While Simplified General Perturbation models (SGP, SGP4, and SGP8) are applicable to the near-Earth objects with an orbital period of less than 225 min, Simplified Deep Space Perturbations models (SDP4 and SDP8) are applicable to the objects with an orbital period greater than 225 min. In the orbital lifetime analysis module (Module-2), the orbital lifetime for the near-Earth objects perturbed by the atmospheric drag and Earth oblateness is estimated using the TLEs, and orbital elements in the TEME frame are calculated according to the lifetime. The orbital elements at the end of the lifetime can be used as an initial condition for the reentry survivability analysis. The transformation from the classical orbital element set to the spherical (ADBARV) coordinate system based on the Earth-Centered Earth-Fixed (ECEF) or Earth-Centered Inertial (ECI) reference frames is made for this (Chobotov, 1996). The survivability module (Module-3) is then used to analyze the reentry trajectory and survivability of the orbiting objects through a proper modeling process (e.g., shape, size, material, etc.) to be discussed in detail in the following section. As mentioned, the Module-1 in the figure predicts the position and velocity of the orbiting object. The simplified models used in this module are well known to predict osculating orbits from the TLEs.

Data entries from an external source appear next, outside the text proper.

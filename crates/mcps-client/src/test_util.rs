//! In-process fakes for exercising the registry, catalog and dispatcher
//! without a network. Enabled for downstream crates by the `test-util`
//! feature.

use std::collections::{HashMap, HashSet};
use std::sync::atomic::{AtomicUsize, Ordering};
use std::sync::{Arc, Mutex};
use std::time::Duration;

use async_trait::async_trait;
use mcps_core::{
    McpError, McpResult, McpSession, ServerConfig, SessionConnector, ToolDefinition, ToolResult,
};
use serde_json::{json, Value};

type Handler = Arc<dyn Fn(&str, &Value) -> McpResult<ToolResult> + Send + Sync>;

/// A scripted MCP server
#[derive(Clone)]
pub struct FakeServer {
    tools: Vec<ToolDefinition>,
    handler: Handler,
    discovery_error: Option<String>,
    call_delay: Option<Duration>,
}

impl Default for FakeServer {
    fn default() -> Self {
        Self::new()
    }
}

impl FakeServer {
    pub fn new() -> Self {
        Self {
            tools: Vec::new(),
            handler: Arc::new(|name, _| Ok(ToolResult::text(format!("{} ok", name)))),
            discovery_error: None,
            call_delay: None,
        }
    }

    /// Advertise a tool with a permissive object schema
    pub fn with_tool(mut self, name: &str, description: &str) -> Self {
        self.tools.push(
            ToolDefinition::new(name, description)
                .with_schema(json!({"type": "object", "properties": {}})),
        );
        self
    }

    pub fn with_handler<F>(mut self, handler: F) -> Self
    where
        F: Fn(&str, &Value) -> McpResult<ToolResult> + Send + Sync + 'static,
    {
        self.handler = Arc::new(handler);
        self
    }

    /// `list_tools` fails with this message
    pub fn failing_discovery(mut self, message: &str) -> Self {
        self.discovery_error = Some(message.to_string());
        self
    }

    /// Every `call_tool` sleeps before answering
    pub fn with_call_delay(mut self, delay: Duration) -> Self {
        self.call_delay = Some(delay);
        self
    }

    /// Arithmetic server exposing `add`, `subtract`, `multiply` and `divide`
    pub fn math() -> Self {
        let number = json!({"type": "number"});
        let schema = json!({
            "type": "object",
            "properties": {"a": number, "b": number},
            "required": ["a", "b"]
        });
        let mut server = Self::new();
        for (name, description) in [
            ("add", "Add two numbers"),
            ("subtract", "Subtract b from a"),
            ("multiply", "Multiply two numbers"),
            ("divide", "Divide a by b"),
        ] {
            server
                .tools
                .push(ToolDefinition::new(name, description).with_schema(schema.clone()));
        }
        server.with_handler(|name, args| {
            let a = args.get("a").and_then(Value::as_f64);
            let b = args.get("b").and_then(Value::as_f64);
            let (a, b) = match (a, b) {
                (Some(a), Some(b)) => (a, b),
                _ => return Ok(ToolResult::error("Both 'a' and 'b' must be numbers.")),
            };
            let value = match name {
                "add" => a + b,
                "subtract" => a - b,
                "multiply" => a * b,
                "divide" if b == 0.0 => return Ok(ToolResult::error("Cannot divide by zero.")),
                "divide" => a / b,
                other => return Err(McpError::execution(other, "unknown tool")),
            };
            Ok(ToolResult::text(format_number(value)))
        })
    }
}

/// `30` rather than `30.0` for integral values
pub fn format_number(value: f64) -> String {
    if value.fract() == 0.0 && value.abs() < 1e15 {
        format!("{}", value as i64)
    } else {
        value.to_string()
    }
}

/// Counters shared by a connector and every session it opened
#[derive(Debug, Default)]
pub struct FakeStats {
    connects: AtomicUsize,
    closes: AtomicUsize,
    calls: Mutex<Vec<String>>,
}

impl FakeStats {
    pub fn connects(&self) -> usize {
        self.connects.load(Ordering::SeqCst)
    }

    pub fn closes(&self) -> usize {
        self.closes.load(Ordering::SeqCst)
    }

    /// Names of the tools invoked, in call order
    pub fn calls(&self) -> Vec<String> {
        self.calls.lock().map(|c| c.clone()).unwrap_or_default()
    }
}

/// Connector that serves [`FakeServer`]s keyed by URL
#[derive(Default)]
pub struct FakeConnector {
    servers: HashMap<String, FakeServer>,
    unreachable: HashSet<String>,
    connect_delay: Option<Duration>,
    stats: Arc<FakeStats>,
}

impl FakeConnector {
    pub fn new() -> Self {
        Self::default()
    }

    pub fn with_server(mut self, url: &str, server: FakeServer) -> Self {
        self.servers.insert(url.to_string(), server);
        self
    }

    /// Connecting to `url` is refused
    pub fn with_unreachable(mut self, url: &str) -> Self {
        self.unreachable.insert(url.to_string());
        self
    }

    /// Every connection attempt sleeps before completing
    pub fn with_connect_delay(mut self, delay: Duration) -> Self {
        self.connect_delay = Some(delay);
        self
    }

    pub fn stats(&self) -> Arc<FakeStats> {
        self.stats.clone()
    }
}

#[async_trait]
impl SessionConnector for FakeConnector {
    async fn connect(&self, config: &ServerConfig) -> McpResult<Box<dyn McpSession>> {
        if let Some(delay) = self.connect_delay {
            tokio::time::sleep(delay).await;
        }
        if self.unreachable.contains(&config.url) {
            return Err(McpError::connection(&config.name, "connection refused"));
        }
        let server = self
            .servers
            .get(&config.url)
            .cloned()
            .ok_or_else(|| McpError::connection(&config.name, "no server at url"))?;

        self.stats.connects.fetch_add(1, Ordering::SeqCst);
        Ok(Box::new(FakeSession {
            server,
            stats: self.stats.clone(),
            open: true,
        }))
    }
}

struct FakeSession {
    server: FakeServer,
    stats: Arc<FakeStats>,
    open: bool,
}

#[async_trait]
impl McpSession for FakeSession {
    async fn list_tools(&self) -> McpResult<Vec<ToolDefinition>> {
        match &self.server.discovery_error {
            Some(message) => Err(McpError::connection("fake", message)),
            None => Ok(self.server.tools.clone()),
        }
    }

    async fn call_tool(&self, name: &str, arguments: Value) -> McpResult<ToolResult> {
        if let Ok(mut calls) = self.stats.calls.lock() {
            calls.push(name.to_string());
        }
        if let Some(delay) = self.server.call_delay {
            tokio::time::sleep(delay).await;
        }
        (self.server.handler)(name, &arguments)
    }

    async fn close(&mut self) -> McpResult<()> {
        if self.open {
            self.open = false;
            self.stats.closes.fetch_add(1, Ordering::SeqCst);
        }
        Ok(())
    }
}
//! Named server sessions and their lifecycle

use std::sync::Arc;

use futures::future::join_all;
use mcps_core::{McpError, McpResult, McpSession, ServerConfig, ServerSet, SessionConnector};
use tracing::{debug, error, info, warn};

use crate::session::{ServerSession, SessionState};

/// Per-server outcome of a bulk connect
#[derive(Debug, Default)]
pub struct ConnectReport {
    /// Servers now `Connected`, in name order
    pub connected: Vec<String>,
    /// Servers left `Failed` with the reason
    pub failed: Vec<(String, McpError)>,
}

impl ConnectReport {
    pub fn all_connected(&self) -> bool {
        self.failed.is_empty()
    }
}

/// Result of tearing every session down
#[derive(Debug, Default)]
pub struct CloseReport {
    /// Sessions that released their transport cleanly
    pub closed: usize,
    /// Sessions whose transport reported an error while closing
    pub errors: Vec<(String, McpError)>,
}

impl CloseReport {
    pub fn is_clean(&self) -> bool {
        self.errors.is_empty()
    }
}

/// Owns every session, keyed by server name, in the order they were added
pub struct ServerRegistry {
    connector: Arc<dyn SessionConnector>,
    sessions: Vec<ServerSession>,
    generation: u64,
}

impl ServerRegistry {
    pub fn new(connector: Arc<dyn SessionConnector>) -> Self {
        Self {
            connector,
            sessions: Vec::new(),
            generation: 0,
        }
    }

    /// Connect `name`, replacing (and closing) any session of the same name.
    ///
    /// On failure the session is kept in `Failed` state and the error is
    /// returned as a `ConnectionError`.
    pub async fn add(&mut self, name: &str, mut config: ServerConfig) -> McpResult<&ServerSession> {
        config.name = name.to_string();
        self.discard(name).await;

        info!("Connecting to server {} at {} ({})", name, config.url, config.transport);
        let mut session = ServerSession::connecting(config);
        let outcome = connect_with_timeout(self.connector.as_ref(), session.config()).await;
        let result = session.finish_connect(outcome);
        log_outcome(name, &result);

        let index = self.sessions.len();
        self.sessions.push(session);
        self.generation += 1;

        result.map(|()| &self.sessions[index])
    }

    /// Connect every server in `servers` with overlapping attempts.
    ///
    /// A slow or failing server never prevents the others from connecting.
    pub async fn add_all(&mut self, servers: &ServerSet) -> ConnectReport {
        for name in servers.names() {
            self.discard(name).await;
        }

        let connector = Arc::clone(&self.connector);
        let attempts = servers.iter().map(|config| {
            let connector = Arc::clone(&connector);
            async move {
                info!(
                    "Connecting to server {} at {} ({})",
                    config.name, config.url, config.transport
                );
                (config, connect_with_timeout(connector.as_ref(), config).await)
            }
        });
        let outcomes = join_all(attempts).await;

        let mut report = ConnectReport::default();
        for (config, outcome) in outcomes {
            let mut session = ServerSession::connecting(config.clone());
            let result = session.finish_connect(outcome);
            log_outcome(&config.name, &result);
            match result {
                Ok(()) => report.connected.push(config.name.clone()),
                Err(e) => report.failed.push((config.name.clone(), e)),
            }
            self.sessions.push(session);
        }
        self.generation += 1;

        report
    }

    /// Close and forget `name`. Unknown names are a no-op.
    pub async fn remove(&mut self, name: &str) -> McpResult<()> {
        match self.sessions.iter().position(|s| s.name() == name) {
            Some(index) => {
                let mut session = self.sessions.remove(index);
                self.generation += 1;
                info!("Removing server {}", name);
                session.close().await
            }
            None => Ok(()),
        }
    }

    /// Close every session, whatever its state. Each session is attempted
    /// even if another one fails, and all of them end `Closed`.
    pub async fn close_all(&mut self) -> CloseReport {
        let outcomes = join_all(self.sessions.iter_mut().map(|session| async move {
            let name = session.name().to_string();
            (name, session.close().await)
        }))
        .await;
        self.generation += 1;

        let mut report = CloseReport::default();
        for (name, outcome) in outcomes {
            match outcome {
                Ok(()) => report.closed += 1,
                Err(e) => {
                    error!("Error closing server {}: {}", name, e);
                    report.errors.push((name, e));
                }
            }
        }
        info!(
            "Closed {} server session(s), {} error(s)",
            report.closed,
            report.errors.len()
        );
        report
    }

    pub fn get(&self, name: &str) -> Option<&ServerSession> {
        self.sessions.iter().find(|s| s.name() == name)
    }

    pub fn state(&self, name: &str) -> Option<SessionState> {
        self.get(name).map(ServerSession::state)
    }

    /// All sessions in the order they were added
    pub fn sessions(&self) -> &[ServerSession] {
        &self.sessions
    }

    pub fn names(&self) -> Vec<&str> {
        self.sessions.iter().map(ServerSession::name).collect()
    }

    pub fn len(&self) -> usize {
        self.sessions.len()
    }

    pub fn is_empty(&self) -> bool {
        self.sessions.is_empty()
    }

    pub fn connected_count(&self) -> usize {
        self.sessions.iter().filter(|s| s.is_connected()).count()
    }

    /// Bumped on every membership or state change
    pub fn generation(&self) -> u64 {
        self.generation
    }

    async fn discard(&mut self, name: &str) {
        if self.get(name).is_some() {
            debug!("Replacing existing session for {}", name);
            if let Err(e) = self.remove(name).await {
                warn!("Error closing replaced session {}: {}", name, e);
            }
        }
    }
}

impl Drop for ServerRegistry {
    fn drop(&mut self) {
        let open = self.connected_count();
        if open > 0 {
            warn!(
                "ServerRegistry dropped with {} open session(s); call close_all() first",
                open
            );
        }
    }
}

async fn connect_with_timeout(
    connector: &dyn SessionConnector,
    config: &ServerConfig,
) -> McpResult<Box<dyn McpSession>> {
    match tokio::time::timeout(config.timeout(), connector.connect(config)).await {
        Ok(Ok(session)) => Ok(session),
        Ok(Err(e @ McpError::ConnectionError { .. })) => Err(e),
        Ok(Err(e)) => Err(McpError::connection(&config.name, e)),
        Err(_) => Err(McpError::connection(
            &config.name,
            format!("timed out after {}s", config.timeout_secs),
        )),
    }
}

fn log_outcome(name: &str, result: &McpResult<()>) {
    match result {
        Ok(()) => info!("Connected to server {}", name),
        Err(e) => error!("Failed to connect to server {}: {}", name, e),
    }
}

#[cfg(test)]
mod tests {
    use super::*;
    use crate::test_util::{FakeConnector, FakeServer};
    use std::time::Duration;

    fn registry(connector: FakeConnector) -> ServerRegistry {
        ServerRegistry::new(Arc::new(connector))
    }

    #[tokio::test]
    async fn test_add_connects_session() {
        let mut registry = registry(FakeConnector::new().with_server("http://math/sse", FakeServer::math()));
        let session = registry
            .add("math", ServerConfig::new("ignored", "http://math/sse"))
            .await
            .unwrap();
        assert_eq!(session.name(), "math");
        assert_eq!(session.state(), SessionState::Connected);
        assert_eq!(registry.connected_count(), 1);
        registry.close_all().await;
    }

    #[tokio::test]
    async fn test_failed_add_is_tracked() {
        let mut registry = registry(FakeConnector::new().with_unreachable("http://down/sse"));
        let err = registry
            .add("down", ServerConfig::new("down", "http://down/sse"))
            .await
            .unwrap_err();
        assert!(matches!(err, McpError::ConnectionError { ref server, .. } if server == "down"));
        assert_eq!(registry.state("down"), Some(SessionState::Failed));
        assert_eq!(registry.len(), 1);
    }

    #[tokio::test]
    async fn test_replacing_a_session_closes_the_old_one() {
        let connector = FakeConnector::new()
            .with_server("http://a/sse", FakeServer::math())
            .with_server("http://b/sse", FakeServer::math());
        let stats = connector.stats();
        let mut registry = registry(connector);

        registry.add("math", ServerConfig::new("math", "http://a/sse")).await.unwrap();
        registry.add("math", ServerConfig::new("math", "http://b/sse")).await.unwrap();

        assert_eq!(registry.len(), 1);
        assert_eq!(registry.get("math").unwrap().config().url, "http://b/sse");
        assert_eq!(stats.closes(), 1);
        registry.close_all().await;
        assert_eq!(stats.closes(), 2);
    }

    #[tokio::test]
    async fn test_remove_unknown_is_noop() {
        let mut registry = registry(FakeConnector::new());
        registry.remove("nothing").await.unwrap();
        assert!(registry.is_empty());
    }

    #[tokio::test]
    async fn test_add_all_isolates_failures() {
        let servers: ServerSet = [
            ServerConfig::new("math", "http://math/sse"),
            ServerConfig::new("weather", "http://weather/sse"),
        ]
        .into_iter()
        .collect();
        let mut registry = registry(
            FakeConnector::new()
                .with_server("http://math/sse", FakeServer::math())
                .with_unreachable("http://weather/sse"),
        );

        let report = registry.add_all(&servers).await;
        assert_eq!(report.connected, vec!["math".to_string()]);
        assert_eq!(report.failed.len(), 1);
        assert_eq!(report.failed[0].0, "weather");
        assert!(!report.all_connected());
        assert_eq!(registry.state("math"), Some(SessionState::Connected));
        assert_eq!(registry.state("weather"), Some(SessionState::Failed));
        registry.close_all().await;
    }

    #[tokio::test(start_paused = true)]
    async fn test_connect_timeout_marks_failed() {
        let mut registry = registry(
            FakeConnector::new()
                .with_server("http://slow/sse", FakeServer::math())
                .with_connect_delay(Duration::from_secs(60)),
        );
        let err = registry
            .add("slow", ServerConfig::new("slow", "http://slow/sse").with_timeout_secs(5))
            .await
            .unwrap_err();
        assert!(err.to_string().contains("timed out"));
        assert_eq!(registry.state("slow"), Some(SessionState::Failed));
    }

    #[tokio::test(start_paused = true)]
    async fn test_add_all_overlaps_connects() {
        let servers: ServerSet = (0..4)
            .map(|i| ServerConfig::new(format!("s{}", i), "http://math/sse").with_timeout_secs(15))
            .collect();
        let mut registry = registry(
            FakeConnector::new()
                .with_server("http://math/sse", FakeServer::math())
                .with_connect_delay(Duration::from_secs(10)),
        );

        let started = tokio::time::Instant::now();
        let report = registry.add_all(&servers).await;
        assert!(report.all_connected());
        assert!(started.elapsed() < Duration::from_secs(15));
        registry.close_all().await;
    }

    #[tokio::test]
    async fn test_close_all_closes_every_state() {
        let servers: ServerSet = [
            ServerConfig::new("math", "http://math/sse"),
            ServerConfig::new("down", "http://down/sse"),
        ]
        .into_iter()
        .collect();
        let connector = FakeConnector::new()
            .with_server("http://math/sse", FakeServer::math())
            .with_unreachable("http://down/sse");
        let stats = connector.stats();
        let mut registry = registry(connector);
        registry.add_all(&servers).await;

        let report = registry.close_all().await;
        assert!(report.is_clean());
        assert_eq!(report.closed, 2);
        assert!(registry
            .sessions()
            .iter()
            .all(|s| s.state() == SessionState::Closed));
        assert_eq!(stats.closes(), 1);
    }
}
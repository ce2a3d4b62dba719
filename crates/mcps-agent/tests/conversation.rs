//! End-to-end conversations against in-process servers

use std::collections::VecDeque;
use std::sync::{Arc, Mutex};
use std::time::Duration;

use async_trait::async_trait;
use mcps_agent::{AgentError, ChatOptions, McpChatClient, ModelAdapter, Result};
use mcps_client::test_util::{FakeConnector, FakeServer};
use mcps_core::{ConfigSource, ConversationMessage, Role, ToolCall, ToolDescriptor};
use serde_json::{json, Value};

/// Model double: replays scripted turns and records every tool schema it saw
struct Script {
    turns: Mutex<VecDeque<Vec<(&'static str, Value)>>>,
    schemas: Arc<Mutex<Vec<Value>>>,
}

impl Script {
    fn new(turns: Vec<Vec<(&'static str, Value)>>) -> Self {
        Self {
            turns: Mutex::new(turns.into()),
            schemas: Arc::new(Mutex::new(Vec::new())),
        }
    }
}

#[async_trait]
impl ModelAdapter for Script {
    type Response = Vec<ToolCall>;

    fn name(&self) -> &str {
        "script"
    }

    fn model(&self) -> &str {
        "script-1"
    }

    fn build_tool_schema(&self, tools: &[ToolDescriptor]) -> Value {
        json!(tools.iter().map(|t| &t.name).collect::<Vec<_>>())
    }

    async fn send(&self, _history: &[ConversationMessage], tools: &Value) -> Result<Vec<ToolCall>> {
        self.schemas.lock().unwrap().push(tools.clone());
        let turn = self.turns.lock().unwrap().pop_front().unwrap_or_default();
        Ok(turn
            .into_iter()
            .enumerate()
            .map(|(i, (name, args))| ToolCall::new(format!("call_{}", i), name, args))
            .collect())
    }

    fn extract_tool_calls(&self, response: &Vec<ToolCall>) -> Vec<ToolCall> {
        response.clone()
    }

    fn final_text(&self, response: &Vec<ToolCall>) -> String {
        if response.is_empty() {
            "done".to_string()
        } else {
            String::new()
        }
    }
}

const TWO_SERVERS: &str = r#"{"mcpServers": {
    "math_server": {"url": "http://localhost:8000/sse"},
    "weather": {"url": "http://localhost:8001/mcp", "transport": "http", "timeout": 5}
}}"#;

fn weather() -> FakeServer {
    FakeServer::new()
        .with_tool("get_alerts", "Get weather alerts for a US state")
        .with_tool("get_forecast", "Get weather forecast for a location")
        .with_handler(|name, args| {
            Ok(mcps_core::ToolResult::text(format!(
                "{} for {}",
                name,
                args["state"].as_str().unwrap_or("?")
            )))
        })
}

#[tokio::test]
async fn disjoint_servers_expose_union_and_route_calls() {
    let connector = FakeConnector::new()
        .with_server("http://localhost:8000/sse", FakeServer::math())
        .with_server("http://localhost:8001/mcp", weather());
    let script = Script::new(vec![
        vec![("add", json!({"a": 10, "b": 20})), ("get_alerts", json!({"state": "CA"}))],
        vec![],
    ]);
    let schemas = script.schemas.clone();
    let mut client = McpChatClient::with_connector(script, Arc::new(connector))
        .with_options(ChatOptions::new().without_system_prompt());

    client.load(ConfigSource::infer(TWO_SERVERS)).await.unwrap();
    assert_eq!(client.all_tools().len(), 6);

    client.chat("go").await.unwrap();
    let results: Vec<(&str, &str)> = client
        .history()
        .iter()
        .filter(|m| m.role == Role::Tool)
        .map(|m| (m.name.as_deref().unwrap_or(""), m.content.as_str()))
        .collect();
    assert_eq!(results, vec![("add", "30"), ("get_alerts", "get_alerts for CA")]);

    let seen = schemas.lock().unwrap();
    assert_eq!(seen.len(), 2);
    assert_eq!(seen[0].as_array().unwrap().len(), 6);
    drop(seen);

    client.close().await;
}

#[tokio::test]
async fn unreachable_server_leaves_healthy_tools_usable() {
    let connector = FakeConnector::new()
        .with_server("http://localhost:8000/sse", FakeServer::math())
        .with_unreachable("http://localhost:8001/mcp");
    let mut client =
        McpChatClient::with_connector(Script::new(vec![vec![("multiply", json!({"a": 15, "b": 3}))]]), Arc::new(connector));

    let report = client.load(ConfigSource::infer(TWO_SERVERS)).await.unwrap();
    assert_eq!(report.connect.connected, vec!["math_server".to_string()]);
    assert_eq!(report.connect.failed[0].0, "weather");

    let result = client.call_tool("get_alerts", json!({"state": "CA"})).await;
    assert!(!result.success);

    assert_eq!(client.chat("15 * 3").await.unwrap(), "done");
    assert_eq!(client.history().last().unwrap().content, "done");
    client.close().await;
}

#[tokio::test(start_paused = true)]
async fn slow_tool_times_out_and_conversation_continues() {
    let connector = FakeConnector::new()
        .with_server("http://localhost:8000/sse", FakeServer::math())
        .with_server(
            "http://localhost:8001/mcp",
            weather().with_call_delay(Duration::from_secs(60)),
        );
    let script = Script::new(vec![
        vec![("get_forecast", json!({"state": "WA"}))],
        vec![("add", json!({"a": 1, "b": 2}))],
    ]);

    let answer = McpChatClient::with_connector(script, Arc::new(connector))
        .run(|client| {
            Box::pin(async move {
                client.load(ConfigSource::infer(TWO_SERVERS)).await?;
                let answer = client.chat("forecast please").await?;
                let tool_messages: Vec<&str> = client
                    .history()
                    .iter()
                    .filter(|m| m.role == Role::Tool)
                    .map(|m| m.content.as_str())
                    .collect();
                assert_eq!(
                    tool_messages,
                    vec!["Error: Tool 'get_forecast' timed out after 5 seconds", "3"]
                );
                Ok(answer)
            })
        })
        .await
        .unwrap();

    assert_eq!(answer, "done");
}

#[tokio::test]
async fn max_turns_surfaces_to_caller() {
    let connector = FakeConnector::new().with_server("http://localhost:8000/sse", FakeServer::math());
    let turns = (0..5).map(|_| vec![("add", json!({"a": 1, "b": 1}))]).collect();
    let mut client = McpChatClient::with_connector(Script::new(turns), Arc::new(connector))
        .with_options(ChatOptions::new().with_max_turns(3));
    client
        .load(ConfigSource::infer(r#"{"mcpServers": {"math_server": {"url": "http://localhost:8000/sse"}}}"#))
        .await
        .unwrap();

    let err = client.chat("again and again").await.unwrap_err();
    assert!(matches!(err, AgentError::MaxTurnsExceeded(3)));
    assert_eq!(client.mcp().call_count(), 3);
    let tool_results = client.history().iter().filter(|m| m.role == Role::Tool).count();
    assert_eq!(tool_results, 3);
    assert_eq!(client.history()[1].content, "again and again");
    client.close().await;
}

However, these models are not suitable for a long-term prediction because a constant ballistic coefficient is used in the drag term and the effect of drag on the density model is neglected (Vallado, 1997). And the approach usually requires a long time to calculate to capture the behaviour of the osculating orbits. For these reasons, the Module-2 is considered to estimate a decay orbital lifetime of the low-altitude object. For a long-term prediction (lifetime estimation) of the near-Earth objects, perturbations by atmospheric drag and Earth oblateness are the most dominant and important (Liu and Alford, 1980). In the Module-2, the semi-analytic

Fig. 1. Block diagram of the integrated system.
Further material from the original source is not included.